Um Histórico de Enganos: Expulsões, Fraudes e Falsas Credenciais
A atuação de Gustavo Lisi no Everest não foi um desvio isolado. Pelo contrário: seu histórico mostra um padrão consistente de conduta antiética.
Gustavo Lisi começou a escalar no início da década de 90 e em 1995, foi expulso de seu primeiro clube de montanhismo por usar indevidamente o nome da instituição para arrecadar fundos para uma expedição particular. Anos depois, foi expulso de um segundo clube em Salta, acusado de roubo de dinheiro e equipamentos.
Antes mesmo do Everest, Lisi já demonstrava imprudência. No Huayna Potosí, na Bolívia, abandonou um cliente americano durante a descida, deixando-o sozinho em uma montanha cheia de gretas perigosas enquanto ele próprio descia sem corda.
Lisi exibia com frequência o distintivo da UIAGM, a mais respeitada entidade de guias do mundo, alegando ter se formado na Itália. A própria instituição desmentiu a informação. A insígnia era, simplesmente, uma peça de propaganda mentirosa que ele usava em suas roupas e equipamentos de montanha.
Conclusão: A Montanha que Revela Caráter
As tragédias de Juan Carlos Gonzales e Nils Antessana permanecem como advertência contundente sobre os riscos éticos que rondam o montanhismo comercial. No Everest, onde cada decisão pode significar vida ou morte, um guia deve carregar mais que equipamentos: deve carregar responsabilidade. Quando a ambição fala mais alto do que a ética, o preço da glória deixa de ser metafórico. Torna-se permanente, irreversível e fatal.
Conheci alguns guias de montanha bolivianos que trabalharam com Lisi que me afirmaram que ele era uma figura frequentemente vista por La Paz e suas montanhas, mas que de alguns anos para cá, deixou de aparecer. Segundo uma publicação da American Alpine Club, Lisi continua vinculado ao montanhismo: há relatos dele guiando em montanhas na Bolívia, como o Illimani. Isso sugere que, apesar das controvérsias, ele ainda atua no ramo de guias ou relacionados a alpinismo.

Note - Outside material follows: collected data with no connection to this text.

use outcome_rail::{Outcome, OutcomeIterExt, Partition};

fn sample() -> Vec<Outcome<i32, &'static str>> {
    vec![
        Outcome::accept(1),
        Outcome::reject("err1"),
        Outcome::empty(),
        Outcome::accept(2),
        Outcome::reject("err2"),
        Outcome::accept(3),
    ]
}

#[test]
fn test_split_preserves_relative_order() {
    let split = sample().into_iter().partition_outcomes();

    assert_eq!(split.values().copied().collect::<Vec<_>>(), vec![1, 2, 3]);
    assert_eq!(split.errors().copied().collect::<Vec<_>>(), vec!["err1", "err2"]);
}

#[test]
fn test_empty_outcomes_are_dropped() {
    let split: Partition<i32, &str> = vec![Outcome::empty(), Outcome::empty()]
        .into_iter()
        .collect();

    assert!(split.is_empty());
    assert_eq!(split.value_count(), 0);
    assert_eq!(split.error_count(), 0);
}

#[test]
fn test_counts_add_up_to_non_empty_inputs() {
    let input = sample();
    let non_empty = input.iter().filter(|o| !o.is_empty()).count();
    let split: Partition<_, _> = input.into_iter().collect();

    assert_eq!(split.value_count() + split.error_count(), non_empty);
    assert!(split.has_errors());
}

#[test]
fn test_len_counts_values_and_errors() {
    let split = sample().into_iter().partition_outcomes();

    assert_eq!(split.len(), 5);
    assert_eq!(split.len(), split.value_count() + split.error_count());
    assert_eq!(Partition::<i32, &str>::new().len(), 0);
}

#[test]
fn test_combine_matches_sequential_pass_at_every_split_point() {
    let input = sample();
    let sequential: Partition<_, _> = input.iter().copied().collect();

    for mid in 0..=input.len() {
        let (left, right) = input.split_at(mid);
        let left: Partition<_, _> = left.iter().copied().collect();
        let right: Partition<_, _> = right.iter().copied().collect();

        assert_eq!(left.combine(right), sequential, "split at {mid}");
    }
}

#[test]
fn test_combine_is_associative_with_identity() {
    let input = sample();
    let chunk = |range: std::ops::Range<usize>| -> Partition<i32, &'static str> {
        input[range].iter().copied().collect()
    };

    let a = chunk(0..2);
    let b = chunk(2..4);
    let c = chunk(4..6);

    let left = a.clone().combine(b.clone()).combine(c.clone());
    let right = a.clone().combine(b.combine(c));
    assert_eq!(left, right);

    assert_eq!(Partition::new().combine(a.clone()), a);
    assert_eq!(a.clone().combine(Partition::new()), a);
}

#[test]
fn test_scoped_threads_merge_to_sequential_result() {
    let input: Vec<Outcome<u32, String>> = (0..64)
        .map(|n| match n % 5 {
            0 => Outcome::reject(format!("bad {n}")),
            1 => Outcome::empty(),
            _ => Outcome::accept(n),
        })
        .collect();

    let sequential: Partition<_, _> = input.iter().cloned().collect();

    let merged = std::thread::scope(|scope| {
        let handles: Vec<_> = input
            .chunks(10)
            .map(|chunk| scope.spawn(move || chunk.iter().cloned().collect::<Partition<_, _>>()))
            .collect();

        handles
            .into_iter()
            .map(|handle| handle.join().unwrap())
            .fold(Partition::new(), Partition::combine)
    });

    assert_eq!(merged, sequential);
}

#[test]
fn test_append_moves_items_out_of_other() {
    let mut first: Partition<i32, &str> = vec![Outcome::accept(1)].into_iter().collect();
    let mut second: Partition<i32, &str> = vec![Outcome::reject("x"), Outcome::accept(2)]
        .into_iter()
        .collect();

    first.append(&mut second);

    assert!(second.is_empty());
    assert_eq!(first.into_vecs(), (vec![1, 2], vec!["x"]));
}

#[test]
fn test_push_helpers_and_extend_fill_buffers() {
    let mut split = Partition::<i32, &str>::default();
    split.push_value(10);
    split.push_error("late");
    split.extend([Outcome::accept(11), Outcome::empty()]);

    let (values, errors) = split.into_parts();
    assert_eq!(values.collect::<Vec<_>>(), vec![10, 11]);
    assert_eq!(errors.collect::<Vec<_>>(), vec!["late"]);
}

#[test]
fn test_streams_are_independently_consumable() {
    let split = sample().into_iter().partition_outcomes();

    let errors = split.clone().into_errors().collect::<Vec<_>>();
    let values = split.into_values().collect::<Vec<_>>();

    assert_eq!(values, vec![1, 2, 3]);
    assert_eq!(errors, vec!["err1", "err2"]);
}

#[test]
fn test_large_inputs_spill_past_inline_capacity() {
    let split: Partition<usize, usize> = (0..100)
        .map(|n| if n % 2 == 0 { Outcome::accept(n) } else { Outcome::reject(n) })
        .collect();

    assert_eq!(split.value_count(), 50);
    assert_eq!(split.error_count(), 50);
    assert_eq!(split.values().next(), Some(&0));
    assert_eq!(split.errors().last(), Some(&99));
}

#[test]
fn test_iterator_helpers_filter_by_state() {
    assert_eq!(sample().into_iter().values().collect::<Vec<_>>(), vec![1, 2, 3]);
    assert_eq!(sample().into_iter().errors().count(), 2);
    assert_eq!(
        sample().into_iter().options().collect::<Vec<_>>(),
        vec![Some(1), None, None, Some(2), None, Some(3)]
    );
}

#[test]
fn test_map_outcomes_keeps_failures_in_place() {
    let mapped: Vec<_> = sample().into_iter().map_outcomes(|v| v * 100).collect();

    assert_eq!(mapped[0], Outcome::Accepted(100));
    assert_eq!(mapped[1], Outcome::Rejected("err1"));
    assert_eq!(mapped[2], Outcome::Empty);
}

#[test]
fn test_try_map_outcomes_captures_each_failure() {
    let split = ["3", "x", "12", "-1"]
        .into_iter()
        .map(Outcome::<&str, std::num::ParseIntError>::accept)
        .try_map_outcomes(str::parse::<u8>)
        .partition_outcomes();

    assert_eq!(split.values().copied().collect::<Vec<_>>(), vec![3, 12]);
    assert_eq!(split.error_count(), 2);
}

#[cfg(feature = "serde")]
#[test]
fn test_partition_survives_json() {
    let split = sample()
        .into_iter()
        .map(|o| o.map_err(String::from))
        .partition_outcomes();
    let json = serde_json::to_string(&split).unwrap();
    let decoded: Partition<i32, String> = serde_json::from_str(&json).unwrap();

    assert_eq!(decoded, split);
}
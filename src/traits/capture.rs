//! Adapters that turn fallible closures into outcome-producing closures.
//!
//! The wrapped capability is any closure returning `Result<T, E>`. The
//! adapters run it and hand back an [`Outcome`] instead, so the result can be
//! threaded through `Iterator::map` chains and partitioned later.
//!
//! # Examples
//!
//! ```
//! use outcome_rail::traits::{mapper, wrap};
//! use outcome_rail::OutcomeIterExt;
//!
//! let doubled = ["10", "x", "300"]
//!     .into_iter()
//!     .map(wrap(|s: &str| s.parse::<u8>()))
//!     .map(mapper(|n: u8| u16::from(n) * 2))
//!     .partition_outcomes();
//!
//! assert_eq!(doubled.values().copied().collect::<Vec<_>>(), vec![20]);
//! assert_eq!(doubled.errors().count(), 2);
//! ```

use crate::outcome::Outcome;
use crate::traits::FailureClass;

/// Adapts `Fn(In) -> Result<Out, E>` into `Fn(In) -> Outcome<Out, E>`.
#[inline]
pub fn wrap<In, Out, E, F>(f: F) -> impl Fn(In) -> Outcome<Out, E>
where
    F: Fn(In) -> Result<Out, E>,
{
    move |input| Outcome::capture(|| f(input))
}

/// Adapts a capability that may return no value; `Ok(None)` becomes `Empty`.
#[inline]
pub fn wrap_option<In, Out, E, F>(f: F) -> impl Fn(In) -> Outcome<Out, E>
where
    F: Fn(In) -> Result<Option<Out>, E>,
{
    move |input| Outcome::capture_option(|| f(input))
}

/// Adapts a zero-argument capability into a supplier of outcomes.
///
/// # Examples
///
/// ```
/// use outcome_rail::traits::wrap_supplier;
///
/// let mut attempts = 0;
/// let mut next = wrap_supplier(|| {
///     attempts += 1;
///     if attempts < 2 { Err("busy") } else { Ok(attempts) }
/// });
///
/// assert!(next().is_rejected());
/// assert_eq!(next().ok(), Some(2));
/// ```
#[inline]
pub fn wrap_supplier<Out, E, F>(mut f: F) -> impl FnMut() -> Outcome<Out, E>
where
    F: FnMut() -> Result<Out, E>,
{
    move || Outcome::capture(&mut f)
}

/// Adapts a capability, re-raising unchecked failures.
///
/// The returned closure yields `Err(e)` for errors whose
/// [`FailureClass::is_unchecked`] is `true` and captures everything else.
#[inline]
pub fn wrap_classified<In, Out, E, F>(f: F) -> impl Fn(In) -> Result<Outcome<Out, E>, E>
where
    F: Fn(In) -> Result<Out, E>,
    E: FailureClass,
{
    move |input| Outcome::try_capture(|| f(input))
}

/// Lifts `f` into a closure over outcomes, for use with `Iterator::map`.
///
/// Equivalent to `|outcome| outcome.map(&mut f)`.
#[inline]
pub fn mapper<V, V2, E, F>(mut f: F) -> impl FnMut(Outcome<V, E>) -> Outcome<V2, E>
where
    F: FnMut(V) -> V2,
{
    move |outcome| outcome.map(&mut f)
}

/// Lifts a fallible `f` into a closure over outcomes, capturing its failures.
///
/// Equivalent to `|outcome| outcome.try_map(&mut f)`.
#[inline]
pub fn try_mapper<V, V2, E, E2, F>(mut f: F) -> impl FnMut(Outcome<V, E>) -> Outcome<V2, E>
where
    F: FnMut(V) -> Result<V2, E2>,
    E2: Into<E>,
{
    move |outcome| outcome.try_map(&mut f)
}
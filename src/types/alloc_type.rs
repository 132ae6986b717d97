#[cfg(feature = "std")]
pub type Box<T> = std::boxed::Box<T>;
#[cfg(not(feature = "std"))]
pub type Box<T> = alloc::boxed::Box<T>;

#[cfg(feature = "std")]
pub type Vec<T> = std::vec::Vec<T>;
#[cfg(not(feature = "std"))]
pub type Vec<T> = alloc::vec::Vec<T>;

/// Type-erased error used by [`DynOutcome`](crate::DynOutcome).
pub type BoxError = Box<dyn core::error::Error + Send + Sync + 'static>;
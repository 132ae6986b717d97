//! Conversions between [`Outcome`], `Result` and `Option`.
//!
//! These free functions mirror the `From` impls and inherent methods for use
//! as plain function pointers, e.g. in `Iterator::map`.
//!
//! # Examples
//!
//! ```
//! use outcome_rail::convert::{option_to_outcome, outcome_to_result};
//! use outcome_rail::Outcome;
//!
//! let outcomes: Vec<Outcome<i32, &str>> = vec![Some(1), None].into_iter().map(option_to_outcome).collect();
//! assert_eq!(outcomes, vec![Outcome::Accepted(1), Outcome::Empty]);
//!
//! let results: Vec<_> = outcomes.into_iter().map(outcome_to_result).collect();
//! assert_eq!(results, vec![Ok(Some(1)), Ok(None)]);
//! ```
use crate::outcome::Outcome;
use crate::partition::Partition;
use crate::types::alloc_type::Vec;

/// `Ok` becomes `Accepted`, `Err` becomes `Rejected`.
#[inline]
pub fn result_to_outcome<V, E>(result: Result<V, E>) -> Outcome<V, E> {
    Outcome::from(result)
}

/// `Some` becomes `Accepted`, `None` becomes `Empty`.
#[inline]
pub fn option_to_outcome<V, E>(value: Option<V>) -> Outcome<V, E> {
    Outcome::from_option(value)
}

/// See [`Outcome::into_result`].
#[inline]
pub fn outcome_to_result<V, E>(outcome: Outcome<V, E>) -> Result<Option<V>, E> {
    outcome.into_result()
}

/// Keeps the accepted value; empty and rejected outcomes become `None`.
#[inline]
pub fn outcome_to_option<V, E>(outcome: Outcome<V, E>) -> Option<V> {
    outcome.ok()
}

/// Collapses the result of a classifying capture back into one outcome.
///
/// A re-raised unchecked error is folded back in as `Rejected`, for callers
/// that want every failure captured after all.
///
/// # Examples
///
/// ```
/// use outcome_rail::convert::flatten_raised;
/// use outcome_rail::{Outcome, OutcomeError};
///
/// let raised: Result<Outcome<u8, OutcomeError>, OutcomeError> = Err(OutcomeError::MissingValue);
/// assert_eq!(flatten_raised(raised), Outcome::Rejected(OutcomeError::MissingValue));
/// ```
#[inline]
pub fn flatten_raised<V, E>(raised: Result<Outcome<V, E>, E>) -> Outcome<V, E> {
    match raised {
        Ok(outcome) => outcome,
        Err(error) => Outcome::Rejected(error),
    }
}

/// Turns a partition back into a single `Result`: all values, or all errors.
///
/// # Errors
///
/// Returns every collected error, in order, if at least one was seen.
///
/// # Examples
///
/// ```
/// use outcome_rail::convert::partition_to_result;
/// use outcome_rail::{Outcome, Partition};
///
/// let clean: Partition<i32, &str> = vec![Outcome::accept(1), Outcome::empty()].into_iter().collect();
/// assert_eq!(partition_to_result(clean), Ok(vec![1]));
///
/// let dirty: Partition<i32, &str> = vec![Outcome::accept(1), Outcome::reject("e")].into_iter().collect();
/// assert_eq!(partition_to_result(dirty), Err(vec!["e"]));
/// ```
pub fn partition_to_result<V, E>(partition: Partition<V, E>) -> Result<Vec<V>, Vec<E>> {
    let (values, errors) = partition.into_vecs();
    if errors.is_empty() {
        Ok(values)
    } else {
        Err(errors)
    }
}
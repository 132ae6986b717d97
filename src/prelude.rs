//! Convenience re-exports for common usage patterns.
//!
//! ```
//! use outcome_rail::prelude::*;
//! ```
//!
//! # What's Included
//!
//! - **Macros**: [`capture!`], [`accept!`]
//! - **Types**: [`Outcome`], [`Partition`], [`OutcomeError`], [`DynOutcome`]
//! - **Traits**: [`OutcomeIterExt`], [`IntoOutcome`], [`FailureClass`]
//!
//! # Examples
//!
//! ```
//! use outcome_rail::prelude::*;
//!
//! fn read_ports(raw: &[&str]) -> Partition<u16, std::num::ParseIntError> {
//!     raw.iter()
//!         .map(|s| capture!(s.parse::<u16>()))
//!         .partition_outcomes()
//! }
//!
//! let ports = read_ports(&["80", "http", "443"]);
//! assert_eq!(ports.value_count(), 2);
//! assert_eq!(ports.error_count(), 1);
//! ```

// Macros
pub use crate::{accept, capture};

// Core types
pub use crate::outcome::Outcome;
pub use crate::partition::Partition;
pub use crate::types::{DynOutcome, OutcomeError};

// Traits
pub use crate::partition::OutcomeIterExt;
pub use crate::traits::{FailureClass, IntoOutcome};
use core::fmt::{Display, Formatter};

use crate::outcome::core::Outcome;

/// Renders `accepted: <value>`, `empty` or `rejected: <error>`.
///
/// # Examples
///
/// ```
/// use outcome_rail::Outcome;
///
/// assert_eq!(Outcome::<i32, &str>::accept(1).to_string(), "accepted: 1");
/// assert_eq!(Outcome::<i32, &str>::empty().to_string(), "empty");
/// assert_eq!(Outcome::<i32, &str>::reject("io").to_string(), "rejected: io");
/// ```
impl<V: Display, E: Display> Display for Outcome<V, E> {
    fn fmt(&self, f: &mut Formatter<'_>) -> core::fmt::Result {
        match self {
            Outcome::Accepted(value) => write!(f, "accepted: {value}"),
            Outcome::Empty => f.write_str("empty"),
            Outcome::Rejected(error) => write!(f, "rejected: {error}"),
        }
    }
}

impl<V, E> From<Option<V>> for Outcome<V, E> {
    #[inline]
    fn from(value: Option<V>) -> Self {
        Self::from_option(value)
    }
}

impl<V, E> From<Result<V, E>> for Outcome<V, E> {
    #[inline]
    fn from(result: Result<V, E>) -> Self {
        match result {
            Ok(value) => Self::Accepted(value),
            Err(error) => Self::Rejected(error),
        }
    }
}

impl<V, E> From<Outcome<V, E>> for Result<Option<V>, E> {
    #[inline]
    fn from(outcome: Outcome<V, E>) -> Self {
        outcome.into_result()
    }
}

Seu nome ainda é citado em fóruns de escalada e no Reddit, onde pessoas questionam por que ele ainda está “listado oficialmente” em algumas organizações de montanhismo, dada sua história. Também não há grandes reportagens investigativas novas, o que deixa dúvidas sobre se ele recuou da vida pública, mudou de foco ou simplesmente opera em nichos menos visíveis do montanhismo.
A saga de Gustavo Lisi no Everest, marcada pela mentira e pelo abandono, suscita uma questão final e inevitável: valeu a pena? A “glória” conquistada sobre a tragédia de Nils Antessana e a traição a Juan Carlos Gonzales se transformou em uma condenação permanente. Hoje, Lisi é refém de seu próprio passado; o nome que ele tentou ligar ao topo do mundo está indelevelmente associado à fraude, à desonra e, em última instância, à morte. A mentira que o levou ao Everest tornou-se a âncora que o prende a uma reputação de impostor.
Em contraste brutal, Nils Antessana, a vítima de sua ambição, perdeu a vida, mas permanece como o símbolo doloroso do custo real da fraude. Sua tragédia expõe a fragilidade humana diante da montanha e, pior, diante da falta de ética. O Everest de Lisi foi uma ascensão vazia, enquanto o Everest de Antessana foi um sacrifício imposto pelas mentiras alheias. O legado de Lisi não é o cume, mas o vazio deixado por quem se foi, provando que na montanha, o caráter, e não a altitude, é o verdadeiro indicador de valor.